*WORK TO COMPLETE*:
Every line of the records below from the line with "pub(crate) fn into_settings(self)" up to and including the line with "impl Display for EntityKind" must be reproduced exactly, and no line outside that range.

*Stored items*:
###

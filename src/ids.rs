//! Typed identifiers

use std::fmt::{Display, Formatter, Result as FmtResult};

use serde::{Deserialize, Serialize};
use uuid::Uuid;

macro_rules! typed_uuid {
    ($(#[$meta:meta])* $name:ident) => {
        $(#[$meta])*
        #[derive(Debug, Clone, Copy, PartialEq, Eq, Hash, PartialOrd, Ord, Serialize, Deserialize)]
        #[serde(transparent)]
        pub struct $name(Uuid);

        impl $name {
            /// Generate a new time-ordered identifier.
            #[must_use]
            pub fn new() -> Self {
                Self(Uuid::now_v7())
            }

            /// Wrap an existing UUID.
            #[must_use]
            pub const fn from_uuid(uuid: Uuid) -> Self {
                Self(uuid)
            }

            /// Unwrap into the raw UUID.
            #[must_use]
            pub const fn into_uuid(self) -> Uuid {
                self.0
            }
        }

        impl Default for $name {
            fn default() -> Self {
                Self::new()
            }
        }

        impl Display for $name {
            fn fmt(&self, f: &mut Formatter<'_>) -> FmtResult {
                Display::fmt(&self.0, f)
            }
        }

        impl From<Uuid> for $name {
            fn from(value: Uuid) -> Self {
                Self(value)
            }
        }

        impl From<$name> for Uuid {
            fn from(value: $name) -> Self {
                value.0
            }
        }
    };
}

typed_uuid!(
    /// Identifier of a catalog record (category, puja, blog, rudraksha, bracelet, puja booking).
    RecordUuid
);

typed_uuid!(
    /// Identifier of a paid booking.
    BookingUuid
);
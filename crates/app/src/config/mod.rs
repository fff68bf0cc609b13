//! Operator configuration

use clap::Args;
use sanctum_app::context::AppSettings;
use thiserror::Error;

use crate::config::{assets::AssetsConfig, db::DatabaseConfig, gateway::GatewayConfig};

pub(crate) mod assets;
pub(crate) mod db;
pub(crate) mod gateway;
pub(crate) mod observability;
pub(crate) mod purge;

#[derive(Debug, Error)]
pub(crate) enum ConfigError {
    #[error("purge interval must be at least one second")]
    ZeroPurgeInterval,

    #[error("retention of {0} days is too large")]
    RetentionOutOfRange(u64),
}

/// Everything the application context needs.
#[derive(Debug, Args)]
pub(crate) struct AppConfig {
    /// Application database settings.
    #[command(flatten)]
    pub database: DatabaseConfig,

    /// Payment gateway settings.
    #[command(flatten)]
    pub gateway: GatewayConfig,

    /// Uploaded file storage settings.
    #[command(flatten)]
    pub assets: AssetsConfig,
}

impl AppConfig {
    pub(crate) fn into_settings(self) -> AppSettings {
        let (razorpay, checkout) = self.gateway.into_parts();

        AppSettings {
            database_url: self.database.database_url,
            max_connections: self.database.max_connections,
            razorpay,
            checkout,
            asset_root: self.assets.assets_root,
        }
    }
}
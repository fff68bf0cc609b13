//! Entity and purchasable item kinds

use std::{
    fmt::{Display, Formatter, Result as FmtResult},
    str::FromStr,
};

use serde::{Deserialize, Serialize};
use thiserror::Error;

/// Every trash-capable entity type managed by the admin panel.
#[derive(Debug, Clone, Copy, PartialEq, Eq, Hash, PartialOrd, Ord, Serialize, Deserialize)]
#[serde(rename_all = "snake_case")]
pub enum EntityKind {
    /// Catalog category.
    Category,
    /// Bookable puja.
    Puja,
    /// Blog post.
    Blog,
    /// Rudraksha bead listing.
    Rudraksha,
    /// Bracelet listing.
    Bracelet,
    /// Paid booking of a catalog item.
    Booking,
    /// Puja booking request held as a catalog record.
    PujaBooking,
}

impl EntityKind {
    /// All kinds, in registration order.
    pub const ALL: [Self; 7] = [
        Self::Category,
        Self::Puja,
        Self::Blog,
        Self::Rudraksha,
        Self::Bracelet,
        Self::Booking,
        Self::PujaBooking,
    ];

    /// Stable slug used in storage and logs.
    #[must_use]
    pub const fn as_str(self) -> &'static str {
        match self {
            Self::Category => "category",
            Self::Puja => "puja",
            Self::Blog => "blog",
            Self::Rudraksha => "rudraksha",
            Self::Bracelet => "bracelet",
            Self::Booking => "booking",
            Self::PujaBooking => "puja_booking",
        }
    }
}

impl Display for EntityKind {
    fn fmt(&self, f: &mut Formatter<'_>) -> FmtResult {
        f.write_str(self.as_str())
    }
}

impl FromStr for EntityKind {
    type Err = UnknownKind;

    fn from_str(value: &str) -> Result<Self, Self::Err> {
        Self::ALL
            .into_iter()
            .find(|kind| kind.as_str() == value)
            .ok_or_else(|| UnknownKind(value.to_string()))
    }
}

/// The closed set of things a booking can be made against.
#[derive(Debug, Clone, Copy, PartialEq, Eq, Hash, Serialize, Deserialize)]
#[serde(rename_all = "snake_case")]
pub enum ItemKind {
    /// A puja.
    Puja,
    /// A rudraksha bead.
    Rudraksha,
    /// A bracelet.
    Bracelet,
}

impl ItemKind {
    /// Same slug as the backing entity kind.
    #[must_use]
    pub const fn as_str(self) -> &'static str {
        self.entity_kind().as_str()
    }

    /// The catalog entity type that stores items of this kind.
    #[must_use]
    pub const fn entity_kind(self) -> EntityKind {
        match self {
            Self::Puja => EntityKind::Puja,
            Self::Rudraksha => EntityKind::Rudraksha,
            Self::Bracelet => EntityKind::Bracelet,
        }
    }
}

impl Display for ItemKind {
    fn fmt(&self, f: &mut Formatter<'_>) -> FmtResult {
        f.write_str(self.as_str())
    }
}

impl FromStr for ItemKind {
    type Err = UnknownKind;

    fn from_str(value: &str) -> Result<Self, Self::Err> {
        match value {
            "puja" => Ok(Self::Puja),
            "rudraksha" => Ok(Self::Rudraksha),
            "bracelet" => Ok(Self::Bracelet),
            _ => Err(UnknownKind(value.to_string())),
        }
    }
}

/// A discriminator that names no known kind.
#[derive(Debug, Clone, PartialEq, Eq, Error)]
#[error("unknown kind `{0}`")]
pub struct UnknownKind(pub String);
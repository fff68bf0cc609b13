//! Gateway Config

use std::time::Duration;

use clap::Args;
use sanctum::booking::CheckoutSettings;
use sanctum_app::gateway::{KeySecret, RazorpayConfig};

/// Razorpay and checkout settings.
#[derive(Debug, Args)]
pub(crate) struct GatewayConfig {
    /// Razorpay API root
    #[arg(
        long,
        env = "RAZORPAY_BASE_URL",
        default_value = "https://api.razorpay.com"
    )]
    pub razorpay_base_url: String,

    /// Razorpay key id
    #[arg(long, env = "RAZORPAY_KEY_ID")]
    pub razorpay_key_id: String,

    /// Razorpay key secret
    #[arg(long, env = "RAZORPAY_KEY_SECRET", hide_env_values = true)]
    pub razorpay_key_secret: String,

    /// Seconds to wait for the gateway before giving up on an order
    #[arg(long, env = "GATEWAY_TIMEOUT_SECONDS", default_value_t = 10)]
    pub gateway_timeout_seconds: u64,

    /// ISO 4217 currency code for every booking
    #[arg(long, env = "CHECKOUT_CURRENCY", default_value = "INR")]
    pub currency: String,
}

impl GatewayConfig {
    /// Split into client and checkout settings, moving the secret out of the config.
    pub(crate) fn into_parts(self) -> (RazorpayConfig, CheckoutSettings) {
        let razorpay = RazorpayConfig {
            base_url: self.razorpay_base_url,
            key_id: self.razorpay_key_id,
            key_secret: KeySecret::new(self.razorpay_key_secret),
        };

        let checkout = CheckoutSettings {
            currency: self.currency.to_ascii_uppercase(),
            gateway_timeout: Duration::from_secs(self.gateway_timeout_seconds),
        };

        (razorpay, checkout)
    }
}
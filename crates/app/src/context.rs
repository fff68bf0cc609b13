//! App Context

use std::{path::PathBuf, sync::Arc, time::Duration};

use rusty_money::iso;
use sanctum::{
    assets::AssetStore,
    booking::{
        BookingPaymentCoordinator, CheckoutSettings, ItemCatalog, PaymentGateway, StoreItems,
    },
    clock::{Clock, SystemClock},
    kinds::EntityKind,
    lifecycle::EntityLifecycleManager,
    purge::{PurgeScheduler, PurgeSettings},
};
use thiserror::Error;
use tracing::info;

use crate::{
    assets::FsAssetStore,
    database::{self, Db},
    gateway::{RazorpayConfig, RazorpayError, RazorpayGateway},
    stores::{PgBookingStore, PgRecordStore},
};

/// Kinds persisted as catalog records, in purge registration order.
pub const RECORD_KINDS: [EntityKind; 6] = [
    EntityKind::Category,
    EntityKind::Puja,
    EntityKind::Blog,
    EntityKind::Rudraksha,
    EntityKind::Bracelet,
    EntityKind::PujaBooking,
];

#[derive(Debug, Error)]
pub enum AppInitError {
    #[error("failed to connect to database")]
    Database(#[source] sqlx::Error),

    #[error("failed to apply migrations")]
    Migrate(#[source] sqlx::migrate::MigrateError),

    #[error("failed to build payment gateway client")]
    Gateway(#[source] RazorpayError),

    #[error("`{0}` is not an ISO 4217 currency code")]
    UnknownCurrency(String),
}

/// Everything needed to build an [`AppContext`] against real infrastructure.
#[derive(Debug, Clone)]
pub struct AppSettings {
    pub database_url: String,
    pub max_connections: u32,
    pub razorpay: RazorpayConfig,
    pub checkout: CheckoutSettings,
    pub asset_root: PathBuf,
}

pub type RecordManager = EntityLifecycleManager<PgRecordStore>;

#[derive(Debug, Clone)]
pub struct AppContext {
    pub db: Db,
    pub records: Vec<Arc<RecordManager>>,
    pub bookings: Arc<BookingPaymentCoordinator<PgBookingStore>>,
}

impl AppContext {
    /// Connect to the database and build the production context.
    ///
    /// # Errors
    ///
    /// Returns an error when the database is unreachable, the gateway client cannot be
    /// built, or the configured currency is unknown.
    pub async fn connect(settings: AppSettings) -> Result<Self, AppInitError> {
        let pool = database::connect(&settings.database_url, settings.max_connections)
            .await
            .map_err(AppInitError::Database)?;

        let gateway = RazorpayGateway::new(settings.razorpay).map_err(AppInitError::Gateway)?;

        let context = Self::from_parts(
            Db::new(pool),
            Arc::new(gateway),
            Arc::new(FsAssetStore::new(settings.asset_root)),
            Arc::new(SystemClock),
            settings.checkout,
        )?;

        info!(kinds = ?EntityKind::ALL, "application context ready");

        Ok(context)
    }

    /// Wire every entity kind to its store over an existing database handle.
    ///
    /// # Errors
    ///
    /// Returns [`AppInitError::UnknownCurrency`] for a currency outside ISO 4217.
    pub fn from_parts(
        db: Db,
        gateway: Arc<dyn PaymentGateway>,
        assets: Arc<dyn AssetStore>,
        clock: Arc<dyn Clock>,
        checkout: CheckoutSettings,
    ) -> Result<Self, AppInitError> {
        if iso::find(&checkout.currency).is_none() {
            return Err(AppInitError::UnknownCurrency(checkout.currency));
        }

        let records: Vec<Arc<RecordManager>> = RECORD_KINDS
            .into_iter()
            .map(|kind| {
                Arc::new(EntityLifecycleManager::new(
                    Arc::new(PgRecordStore::new(db.clone(), kind, Arc::clone(&clock))),
                    Arc::clone(&assets),
                    Arc::clone(&clock),
                ))
            })
            .collect();

        let items = |kind: EntityKind| {
            Arc::new(StoreItems(Arc::new(PgRecordStore::new(
                db.clone(),
                kind,
                Arc::clone(&clock),
            ))))
        };

        let catalog = ItemCatalog::new(
            items(EntityKind::Puja),
            items(EntityKind::Rudraksha),
            items(EntityKind::Bracelet),
        );

        let booking_lifecycle = EntityLifecycleManager::new(
            Arc::new(PgBookingStore::new(db.clone(), Arc::clone(&clock))),
            assets,
            clock,
        );

        let bookings = BookingPaymentCoordinator::new(
            booking_lifecycle,
            catalog,
            gateway,
            checkout,
        );

        Ok(Self {
            db,
            records,
            bookings: Arc::new(bookings),
        })
    }

    /// Lifecycle manager for a catalog record kind.
    #[must_use]
    pub fn record_manager(&self, kind: EntityKind) -> Option<&Arc<RecordManager>> {
        self.records.iter().find(|manager| manager.kind() == kind)
    }

    /// A scheduler purging every kind, with per-kind retention where overridden.
    #[must_use]
    pub fn purge_scheduler(
        &self,
        settings: PurgeSettings,
        overrides: &[(EntityKind, Duration)],
    ) -> PurgeScheduler {
        let retention_for = |kind: EntityKind| {
            overrides
                .iter()
                .rev()
                .find(|(overridden, _)| *overridden == kind)
                .map_or(settings.retention, |(_, retention)| *retention)
        };

        let mut scheduler = PurgeScheduler::new(settings);

        for manager in &self.records {
            scheduler.register_with_retention(manager.clone(), retention_for(manager.kind()));
        }

        let bookings = Arc::new(self.bookings.lifecycle().clone());
        scheduler.register_with_retention(bookings, retention_for(EntityKind::Booking));

        scheduler
    }
}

###

*SOLUTION*:
    pub(crate) fn into_settings(self) -> AppSettings {
        let (razorpay, checkout) = self.gateway.into_parts();

        AppSettings {
            database_url: self.database.database_url,
            max_connections: self.database.max_connections,
            razorpay,
            checkout,
            asset_root: self.assets.assets_root,
        }
    }
}
repository fff68bf0cc609b13
//! Entity and purchasable item kinds

use std::{
    fmt::{Display, Formatter, Result as FmtResult},
    str::FromStr,
};

use serde::{Deserialize, Serialize};
use thiserror::Error;

/// Every trash-capable entity type managed by the admin panel.
#[derive(Debug, Clone, Copy, PartialEq, Eq, Hash, PartialOrd, Ord, Serialize, Deserialize)]
#[serde(rename_all = "snake_case")]
pub enum EntityKind {
    /// Catalog category.
    Category,
    /// Bookable puja.
    Puja,
    /// Blog post.
    Blog,
    /// Rudraksha bead listing.
    Rudraksha,
    /// Bracelet listing.
    Bracelet,
    /// Paid booking of a catalog item.
    Booking,
    /// Puja booking request held as a catalog record.
    PujaBooking,
}

impl EntityKind {
    /// All kinds, in registration order.
    pub const ALL: [Self; 7] = [
        Self::Category,
        Self::Puja,
        Self::Blog,
        Self::Rudraksha,
        Self::Bracelet,
        Self::Booking,
        Self::PujaBooking,
    ];

    /// Stable slug used in storage and logs.
    #[must_use]
    pub const fn as_str(self) -> &'static str {
        match self {
            Self::Category => "category",
            Self::Puja => "puja",
            Self::Blog => "blog",
            Self::Rudraksha => "rudraksha",
            Self::Bracelet => "bracelet",
            Self::Booking => "booking",
            Self::PujaBooking => "puja_booking",
        }
    }
}

impl Display for EntityKind {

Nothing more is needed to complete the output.